La instantaneidad se ha incrustado en nuestras vidas, debilitando las certezas y destruyendo anclajes que en otro tiempo nos servían de red en el trapecio del día a día. Se ha debilitado el concepto de porvenir, esa convención vital de que todo iría bien, de que lo mejor estaba por venir. Por eso se percibe cierta sensación de confusión y ausencia a acuerdos firmes y sólidos en nuestra convivencia líquida de hoy.

Y quizá es verdad aquello que dice el propio Bauman de que las redes son una trampa, un espejismo. Porque frente a la idea de libertad global, quizá vivimos en una de las etapas modernas con el umbral más bajo de tolerancia. Lo políticamente correcto es la peor mordaza posible. Nos tomamos demasiado a pecho a Bruce Lee cuando nos recomendaba allá por 2007 eso de «be water my friend». Fuimos tan elásticos, tan maleables, tan adaptables que, como sociedad, nos dejamos muchos principios por el camino por no poner pie en pared. Y sobre todo nos dejamos engañar a cambio de una supuesta vida de ensueño a bajo tipo de interés y de una asombrosa insolvencia moral.

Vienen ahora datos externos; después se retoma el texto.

//! The counting map filled by the first pass.
use crate::vertex::VertexId;
use std::collections::HashMap;

/// Vertex id -> number of times it was seen in a counted role.
#[derive(Debug, Clone, PartialEq, Eq)]
pub struct DegreeCounter<T: VertexId> {
    counts: HashMap<T, u64>,
}

impl<T: VertexId> Default for DegreeCounter<T> {
    fn default() -> Self {
        Self::new()
    }
}

impl<T: VertexId> DegreeCounter<T> {
    pub fn new() -> Self {
        Self {
            counts: HashMap::new(),
        }
    }
    /// Count one more occurrence of `vertex`.
    pub fn add(&mut self, vertex: T) {
        *self.counts.entry(vertex).or_default() += 1;
    }
    /// Count an edge. The destination always counts; the source counts
    /// too when the graph is undirected.
    pub fn add_edge(&mut self, source: T, dest: T, undirected: bool) {
        self.add(dest);
        if undirected {
            self.add(source);
        }
    }
    /// The tally of `vertex`, zero if it never appeared.
    pub fn get(&self, vertex: &T) -> u64 {
        self.counts.get(vertex).copied().unwrap_or(0)
    }
    /// Number of distinct vertices counted.
    pub fn len(&self) -> usize {
        self.counts.len()
    }
    pub fn is_empty(&self) -> bool {
        self.counts.is_empty()
    }
    /// Entries sorted by vertex id.
    pub fn sorted(&self) -> Vec<(T, u64)> {
        let mut entries: Vec<_> = self.counts.iter().map(|(&k, &v)| (k, v)).collect();
        entries.sort();
        entries
    }
}

#[cfg(test)]
mod tests {
    use super::*;
    #[test]
    fn directed() {
        let mut counter = DegreeCounter::new();
        counter.add_edge(1u32, 2, false);
        counter.add_edge(2, 3, false);
        assert_eq!(counter.sorted(), vec![(2, 1), (3, 1)]);
        assert_eq!(counter.get(&1), 0);
    }
    #[test]
    fn undirected() {
        let mut counter = DegreeCounter::new();
        counter.add_edge(1u32, 2, true);
        counter.add_edge(2, 1, true);
        assert_eq!(counter.sorted(), vec![(1, 2), (2, 2)]);
        assert_eq!(counter.len(), 2);
    }
    #[test]
    fn self_loop_counts_twice_when_undirected() {
        let mut counter = DegreeCounter::new();
        counter.add_edge(4u64, 4, true);
        assert_eq!(counter.get(&4), 2);
        let mut counter = DegreeCounter::new();
        counter.add_edge(4u64, 4, false);
        assert_eq!(counter.get(&4), 1);
    }
}
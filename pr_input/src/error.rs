use std::path::PathBuf;
use thiserror::Error;

/// Errors raised while annotating an edge list.
#[derive(Debug, Error)]
pub enum Error {
    /// A file could not be opened in the requested mode.
    #[error("failed to open {}: {source}", .path.display())]
    Configuration {
        path: PathBuf,
        #[source]
        source: std::io::Error,
    },
    /// A data line whose fields are not unsigned integers.
    /// Line numbers are 1-based.
    #[error("line {line_number}: {reason}: {line:?}")]
    Parse {
        line_number: usize,
        line: String,
        reason: ParseReason,
    },
    #[error("failed to write the summary: {0}")]
    Summary(#[from] serde_json::Error),
    #[error(transparent)]
    Io(#[from] std::io::Error),
}

impl Error {
    pub fn configuration<P: Into<PathBuf>>(path: P, source: std::io::Error) -> Self {
        Error::Configuration {
            path: path.into(),
            source,
        }
    }
}

/// Why a data line could not be parsed.
#[derive(Debug, Clone, Copy, PartialEq, Eq, Error)]
pub enum ParseReason {
    #[error("the first field is not a {0}")]
    First(&'static str),
    #[error("the second field is missing")]
    MissingSecond,
    #[error("the second field is not a {0}")]
    Second(&'static str),
}

pub type Result<T> = std::result::Result<T, Error>;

Cuando uno ve el Congreso de los Diputados convertido en 13 Rue del Percebe siente tristeza. Y no sólo por Ibáñez, sino porque esa imagen representa con bastante exactitud la sociedad actual, tan insustancial como la permanente puesta en escena de los chicos de Podemos, empeñados en convertir la acción política en un reality show, en el Gandía Shore de la Carrera de San Jerónimo. Todo es superficial, liviano, pasajero. Una idea dura lo que dura un tuit; un discurso es una sucesión de ocurrencias que puedan ser compartidas en Facebook; un programa es un catálogo de Ikea, y un político es un Rufián. ¿Es esa la nueva política?

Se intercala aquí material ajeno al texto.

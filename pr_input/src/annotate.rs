//! The two-pass transform.
//!
//! The first pass counts, for every edge line, its destination (and its
//! source when the graph is undirected). The second pass writes every edge
//! line back as `first\tsecond\tcount`, where `count` is the tally of the
//! *first* field. Lines not starting with a digit are copied through.
use crate::degree::DegreeCounter;
use crate::edge::EdgeLine;
use crate::error::{Error, Result};
use crate::vertex::VertexId;
use std::io::{BufRead, Seek, SeekFrom, Write};

/// What one run went through.
#[derive(Debug, Clone, Copy, Default, PartialEq, Eq, Serialize, Deserialize)]
pub struct Summary {
    pub data_lines: usize,
    pub passthrough_lines: usize,
    /// Distinct vertices in the counter after the first pass.
    pub vertices: usize,
    pub undirected: bool,
}

impl std::fmt::Display for Summary {
    fn fmt(&self, f: &mut std::fmt::Formatter) -> std::fmt::Result {
        write!(
            f,
            "{} edges, {} passthrough lines, {} counted vertices ({})",
            self.data_lines,
            self.passthrough_lines,
            self.vertices,
            if self.undirected {
                "undirected"
            } else {
                "directed"
            }
        )
    }
}

#[derive(Debug, Clone)]
pub struct EdgeDegreeAnnotator<T: VertexId> {
    counter: DegreeCounter<T>,
    undirected: bool,
    data_lines: usize,
    passthrough_lines: usize,
}

impl<T: VertexId> EdgeDegreeAnnotator<T> {
    pub fn new(undirected: bool) -> Self {
        Self {
            counter: DegreeCounter::new(),
            undirected,
            data_lines: 0,
            passthrough_lines: 0,
        }
    }
    pub fn counter(&self) -> &DegreeCounter<T> {
        &self.counter
    }
    pub fn summary(&self) -> Summary {
        Summary {
            data_lines: self.data_lines,
            passthrough_lines: self.passthrough_lines,
            vertices: self.counter.len(),
            undirected: self.undirected,
        }
    }
    /// First pass over one line.
    pub fn count_line(&mut self, line_number: usize, line: &[u8]) -> Result<()> {
        match parse_line::<T>(line_number, line)? {
            EdgeLine::Edge { source, dest } => {
                self.data_lines += 1;
                self.counter.add_edge(source, dest, self.undirected);
            }
            EdgeLine::Passthrough(_) => self.passthrough_lines += 1,
        }
        Ok(())
    }
    /// Second pass over one line. The counter is only read here.
    pub fn write_line<W: Write>(&self, line_number: usize, line: &[u8], out: &mut W) -> Result<()> {
        match parse_line::<T>(line_number, line)? {
            EdgeLine::Edge { source, dest } => {
                writeln!(out, "{}\t{}\t{}", source, dest, self.counter.get(&source))?
            }
            EdgeLine::Passthrough(raw) => {
                out.write_all(raw)?;
                out.write_all(b"\n")?;
            }
        }
        Ok(())
    }
    /// Run the first pass over a whole reader.
    pub fn count<R: BufRead>(&mut self, input: R) -> Result<()> {
        for_each_line(input, |idx, line| self.count_line(idx, line))?;
        debug!(
            "First pass done. {} edges, {} distinct vertices.",
            self.data_lines,
            self.counter.len()
        );
        Ok(())
    }
    /// Run the second pass over a whole reader.
    pub fn emit<R: BufRead, W: Write>(&self, input: R, out: &mut W) -> Result<()> {
        for_each_line(input, |idx, line| self.write_line(idx, line, out))?;
        out.flush()?;
        debug!("Second pass done.");
        Ok(())
    }
}

fn parse_line<T: VertexId>(line_number: usize, line: &[u8]) -> Result<EdgeLine<'_, T>> {
    EdgeLine::parse(line).map_err(|reason| Error::Parse {
        line_number,
        line: String::from_utf8_lossy(line).into_owned(),
        reason,
    })
}

/// Call `f` on every line of `input`, with 1-based line numbers.
/// Lines are split at `\n` only and handed over without it, as raw bytes.
fn for_each_line<R, F>(mut input: R, mut f: F) -> Result<()>
where
    R: BufRead,
    F: FnMut(usize, &[u8]) -> Result<()>,
{
    let mut buffer = vec![];
    let mut line_number = 0;
    while input.read_until(b'\n', &mut buffer)? != 0 {
        line_number += 1;
        let line = buffer.strip_suffix(b"\n").unwrap_or(&buffer[..]);
        f(line_number, line)?;
        buffer.clear();
    }
    Ok(())
}

/// Annotate a seekable input. The input is rewound between the passes,
/// so it must be positioned at its start when handed over.
pub fn annotate<T, R, W>(mut input: R, output: &mut W, undirected: bool) -> Result<Summary>
where
    T: VertexId,
    R: BufRead + Seek,
    W: Write,
{
    let mut annotator = EdgeDegreeAnnotator::<T>::new(undirected);
    annotator.count(&mut input)?;
    input.seek(SeekFrom::Start(0))?;
    annotator.emit(&mut input, output)?;
    Ok(annotator.summary())
}

/// Annotate an input that can not be rewound, such as a pipe.
/// Every line is kept in memory between the passes.
pub fn annotate_buffered<T, R, W>(input: R, output: &mut W, undirected: bool) -> Result<Summary>
where
    T: VertexId,
    R: BufRead,
    W: Write,
{
    let mut annotator = EdgeDegreeAnnotator::<T>::new(undirected);
    let mut lines = vec![];
    for_each_line(input, |idx, line| {
        annotator.count_line(idx, line)?;
        lines.push(line.to_vec());
        Ok(())
    })?;
    debug!("Buffered {} lines.", lines.len());
    for (idx, line) in lines.iter().enumerate() {
        annotator.write_line(idx + 1, line, output)?;
    }
    output.flush()?;
    Ok(annotator.summary())
}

Se trata, por tanto, de reconstruir, de buscar anclajes que vuelvan a conectarnos con la esencia de las cosas, de favorecer alianzas y vínculos que nos protejan, de volver a tener certezas y porvenir, de conseguir un tejido moral que nos defienda de corruptos, salvapatrias y charlatanes. Se trata de volver a empezar, de reiniciar el ciclo. De lo efímero al acervo vital. Después de la tortilla española deconstruida de Adriá, uno siempre vuelve a la tortilla de patatas de verdad, aquella cuyo sabor es el de siempre, el que sabe a pueblo. A la tortilla auténtica.